--- START ---

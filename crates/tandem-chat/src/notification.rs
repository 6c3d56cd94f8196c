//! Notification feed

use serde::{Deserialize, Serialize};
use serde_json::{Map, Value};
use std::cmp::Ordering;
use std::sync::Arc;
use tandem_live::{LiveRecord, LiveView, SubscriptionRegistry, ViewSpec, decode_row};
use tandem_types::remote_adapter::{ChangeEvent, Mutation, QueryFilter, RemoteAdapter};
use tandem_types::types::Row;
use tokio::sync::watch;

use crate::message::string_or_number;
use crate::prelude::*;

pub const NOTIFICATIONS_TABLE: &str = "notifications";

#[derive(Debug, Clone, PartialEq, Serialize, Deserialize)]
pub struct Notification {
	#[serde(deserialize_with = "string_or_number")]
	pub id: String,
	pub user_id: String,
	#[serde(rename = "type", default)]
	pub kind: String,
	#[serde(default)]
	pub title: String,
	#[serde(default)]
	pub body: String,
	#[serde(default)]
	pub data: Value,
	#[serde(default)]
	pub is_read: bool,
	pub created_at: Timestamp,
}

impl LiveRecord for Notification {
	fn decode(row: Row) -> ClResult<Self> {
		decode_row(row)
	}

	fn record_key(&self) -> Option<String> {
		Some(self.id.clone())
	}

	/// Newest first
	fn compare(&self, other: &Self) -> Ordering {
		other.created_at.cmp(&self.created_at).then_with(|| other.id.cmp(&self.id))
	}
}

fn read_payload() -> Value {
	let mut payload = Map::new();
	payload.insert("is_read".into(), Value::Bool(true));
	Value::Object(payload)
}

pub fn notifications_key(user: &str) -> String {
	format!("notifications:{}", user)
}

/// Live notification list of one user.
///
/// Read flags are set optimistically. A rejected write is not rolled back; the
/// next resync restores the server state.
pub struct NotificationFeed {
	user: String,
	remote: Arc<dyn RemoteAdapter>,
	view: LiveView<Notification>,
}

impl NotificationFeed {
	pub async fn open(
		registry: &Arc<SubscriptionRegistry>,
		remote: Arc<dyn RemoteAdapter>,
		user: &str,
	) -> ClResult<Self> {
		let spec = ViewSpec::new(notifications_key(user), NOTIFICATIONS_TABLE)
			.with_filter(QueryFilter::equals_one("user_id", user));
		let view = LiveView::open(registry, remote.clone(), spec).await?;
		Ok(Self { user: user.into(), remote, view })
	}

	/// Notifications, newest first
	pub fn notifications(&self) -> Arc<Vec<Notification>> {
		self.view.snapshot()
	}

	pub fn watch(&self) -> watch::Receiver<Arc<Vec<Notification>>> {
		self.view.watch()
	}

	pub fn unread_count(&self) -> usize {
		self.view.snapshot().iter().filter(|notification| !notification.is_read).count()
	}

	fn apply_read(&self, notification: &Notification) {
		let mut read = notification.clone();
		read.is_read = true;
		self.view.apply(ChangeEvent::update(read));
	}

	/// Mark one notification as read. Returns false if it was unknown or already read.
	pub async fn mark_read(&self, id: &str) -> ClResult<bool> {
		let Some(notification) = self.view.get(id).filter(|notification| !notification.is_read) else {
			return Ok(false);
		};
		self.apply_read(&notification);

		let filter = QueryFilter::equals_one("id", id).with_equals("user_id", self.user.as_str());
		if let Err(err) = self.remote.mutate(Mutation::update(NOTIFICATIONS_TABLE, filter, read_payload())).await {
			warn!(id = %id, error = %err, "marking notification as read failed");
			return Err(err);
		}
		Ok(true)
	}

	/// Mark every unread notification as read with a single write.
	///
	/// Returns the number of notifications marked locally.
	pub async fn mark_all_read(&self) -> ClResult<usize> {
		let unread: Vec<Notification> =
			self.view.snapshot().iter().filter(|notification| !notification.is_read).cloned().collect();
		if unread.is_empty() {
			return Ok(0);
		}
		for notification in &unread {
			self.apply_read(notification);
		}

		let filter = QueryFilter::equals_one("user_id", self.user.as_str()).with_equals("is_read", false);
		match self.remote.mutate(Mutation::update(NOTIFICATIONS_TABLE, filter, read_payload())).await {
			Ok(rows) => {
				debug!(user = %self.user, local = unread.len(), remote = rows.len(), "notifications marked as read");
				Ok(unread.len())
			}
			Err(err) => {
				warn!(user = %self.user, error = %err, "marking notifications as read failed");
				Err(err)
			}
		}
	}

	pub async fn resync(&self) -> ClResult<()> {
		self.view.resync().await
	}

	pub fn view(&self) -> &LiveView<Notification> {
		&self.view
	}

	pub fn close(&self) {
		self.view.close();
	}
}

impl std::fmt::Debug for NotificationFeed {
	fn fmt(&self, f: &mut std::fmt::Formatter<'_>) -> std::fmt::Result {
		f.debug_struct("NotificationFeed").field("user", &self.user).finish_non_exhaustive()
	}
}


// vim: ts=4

--- END ---
--- START ---

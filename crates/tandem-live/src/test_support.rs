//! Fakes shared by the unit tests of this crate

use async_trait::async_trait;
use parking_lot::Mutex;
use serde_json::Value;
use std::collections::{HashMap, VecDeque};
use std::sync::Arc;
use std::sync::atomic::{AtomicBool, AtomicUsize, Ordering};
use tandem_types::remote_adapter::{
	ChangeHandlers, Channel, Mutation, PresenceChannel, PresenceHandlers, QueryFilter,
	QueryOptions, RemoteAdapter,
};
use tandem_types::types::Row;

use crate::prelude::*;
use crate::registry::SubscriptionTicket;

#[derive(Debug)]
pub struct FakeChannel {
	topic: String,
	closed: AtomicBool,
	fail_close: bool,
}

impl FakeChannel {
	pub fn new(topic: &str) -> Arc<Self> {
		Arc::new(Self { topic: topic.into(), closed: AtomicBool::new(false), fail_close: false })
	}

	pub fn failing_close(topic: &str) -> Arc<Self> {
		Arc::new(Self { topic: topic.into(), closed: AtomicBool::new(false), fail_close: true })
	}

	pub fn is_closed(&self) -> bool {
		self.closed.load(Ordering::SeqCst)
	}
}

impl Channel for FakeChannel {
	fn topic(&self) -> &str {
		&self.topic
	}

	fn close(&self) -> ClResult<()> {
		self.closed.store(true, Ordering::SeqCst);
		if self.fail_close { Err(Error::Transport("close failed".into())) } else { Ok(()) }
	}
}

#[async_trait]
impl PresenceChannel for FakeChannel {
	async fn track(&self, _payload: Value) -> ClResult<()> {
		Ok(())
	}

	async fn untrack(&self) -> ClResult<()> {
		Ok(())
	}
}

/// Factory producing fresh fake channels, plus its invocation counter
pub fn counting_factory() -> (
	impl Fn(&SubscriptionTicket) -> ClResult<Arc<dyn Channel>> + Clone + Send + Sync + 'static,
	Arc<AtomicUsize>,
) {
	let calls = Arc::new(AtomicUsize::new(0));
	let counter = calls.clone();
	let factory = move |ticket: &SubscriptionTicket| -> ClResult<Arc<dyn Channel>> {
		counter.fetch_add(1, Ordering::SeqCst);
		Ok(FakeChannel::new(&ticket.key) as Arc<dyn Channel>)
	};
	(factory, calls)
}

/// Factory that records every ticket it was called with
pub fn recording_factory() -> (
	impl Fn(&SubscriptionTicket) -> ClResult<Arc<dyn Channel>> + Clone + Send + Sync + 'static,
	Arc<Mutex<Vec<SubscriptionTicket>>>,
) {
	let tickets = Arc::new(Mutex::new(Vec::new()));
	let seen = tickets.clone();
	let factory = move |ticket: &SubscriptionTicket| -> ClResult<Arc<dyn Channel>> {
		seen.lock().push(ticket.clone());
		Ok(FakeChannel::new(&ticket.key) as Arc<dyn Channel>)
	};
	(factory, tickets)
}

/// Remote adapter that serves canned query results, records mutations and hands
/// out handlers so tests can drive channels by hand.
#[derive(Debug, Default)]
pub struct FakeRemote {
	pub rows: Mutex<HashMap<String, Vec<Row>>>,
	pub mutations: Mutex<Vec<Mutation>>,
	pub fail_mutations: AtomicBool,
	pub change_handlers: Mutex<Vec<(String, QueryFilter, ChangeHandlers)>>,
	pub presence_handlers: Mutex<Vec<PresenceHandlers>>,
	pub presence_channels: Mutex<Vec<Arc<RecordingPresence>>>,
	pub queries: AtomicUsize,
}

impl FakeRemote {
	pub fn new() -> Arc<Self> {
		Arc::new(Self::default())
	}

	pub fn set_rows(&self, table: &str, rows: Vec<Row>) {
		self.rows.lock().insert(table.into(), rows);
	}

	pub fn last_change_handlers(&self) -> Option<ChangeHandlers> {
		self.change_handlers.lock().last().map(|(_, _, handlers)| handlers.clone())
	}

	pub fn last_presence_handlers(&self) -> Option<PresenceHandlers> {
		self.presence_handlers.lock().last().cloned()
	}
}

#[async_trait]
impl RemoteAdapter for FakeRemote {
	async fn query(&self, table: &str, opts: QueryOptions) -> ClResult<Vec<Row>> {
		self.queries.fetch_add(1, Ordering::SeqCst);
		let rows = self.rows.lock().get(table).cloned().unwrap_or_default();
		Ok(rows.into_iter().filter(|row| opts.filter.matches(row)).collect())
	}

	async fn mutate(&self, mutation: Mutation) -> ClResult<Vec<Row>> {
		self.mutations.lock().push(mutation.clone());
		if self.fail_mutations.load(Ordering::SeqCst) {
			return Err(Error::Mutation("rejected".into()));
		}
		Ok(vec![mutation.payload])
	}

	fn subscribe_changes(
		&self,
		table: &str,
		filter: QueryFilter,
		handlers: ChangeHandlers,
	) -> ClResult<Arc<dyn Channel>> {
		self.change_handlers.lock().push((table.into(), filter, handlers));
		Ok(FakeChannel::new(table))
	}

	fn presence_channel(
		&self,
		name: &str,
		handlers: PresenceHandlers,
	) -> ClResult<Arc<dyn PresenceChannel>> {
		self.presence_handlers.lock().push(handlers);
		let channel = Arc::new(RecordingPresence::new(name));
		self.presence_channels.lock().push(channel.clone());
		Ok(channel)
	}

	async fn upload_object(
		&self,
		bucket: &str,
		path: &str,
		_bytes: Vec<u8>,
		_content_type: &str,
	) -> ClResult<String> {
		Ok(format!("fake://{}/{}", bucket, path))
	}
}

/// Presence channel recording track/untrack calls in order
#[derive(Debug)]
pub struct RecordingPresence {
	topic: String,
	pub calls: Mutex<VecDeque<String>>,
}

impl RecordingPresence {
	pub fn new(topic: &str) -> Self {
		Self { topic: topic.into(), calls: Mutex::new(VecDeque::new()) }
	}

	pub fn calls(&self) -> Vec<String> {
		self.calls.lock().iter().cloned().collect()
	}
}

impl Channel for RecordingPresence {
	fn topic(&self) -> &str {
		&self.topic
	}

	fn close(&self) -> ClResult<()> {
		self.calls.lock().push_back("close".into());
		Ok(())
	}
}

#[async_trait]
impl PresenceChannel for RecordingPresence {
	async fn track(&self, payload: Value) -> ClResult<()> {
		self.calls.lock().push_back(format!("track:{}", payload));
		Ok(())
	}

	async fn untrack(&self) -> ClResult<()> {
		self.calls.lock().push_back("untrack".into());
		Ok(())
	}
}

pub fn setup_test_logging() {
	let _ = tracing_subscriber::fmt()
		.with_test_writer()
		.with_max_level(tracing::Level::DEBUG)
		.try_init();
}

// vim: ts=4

--- END ---

> Activity
Reproduce exactly, and with no other material, the lines between those holding "filename crates/tandem-chat/src/notification.rs" and "use tokio::sync::watch;", inclusive.

> Output of the task
filename crates/tandem-chat/src/notification.rs
repository 6c3d56cd94f8196c
//! Notification feed

use serde::{Deserialize, Serialize};
use serde_json::{Map, Value};
use std::cmp::Ordering;
use std::sync::Arc;
use tandem_live::{LiveRecord, LiveView, SubscriptionRegistry, ViewSpec, decode_row};
use tandem_types::remote_adapter::{ChangeEvent, Mutation, QueryFilter, RemoteAdapter};
use tandem_types::types::Row;
use tokio::sync::watch;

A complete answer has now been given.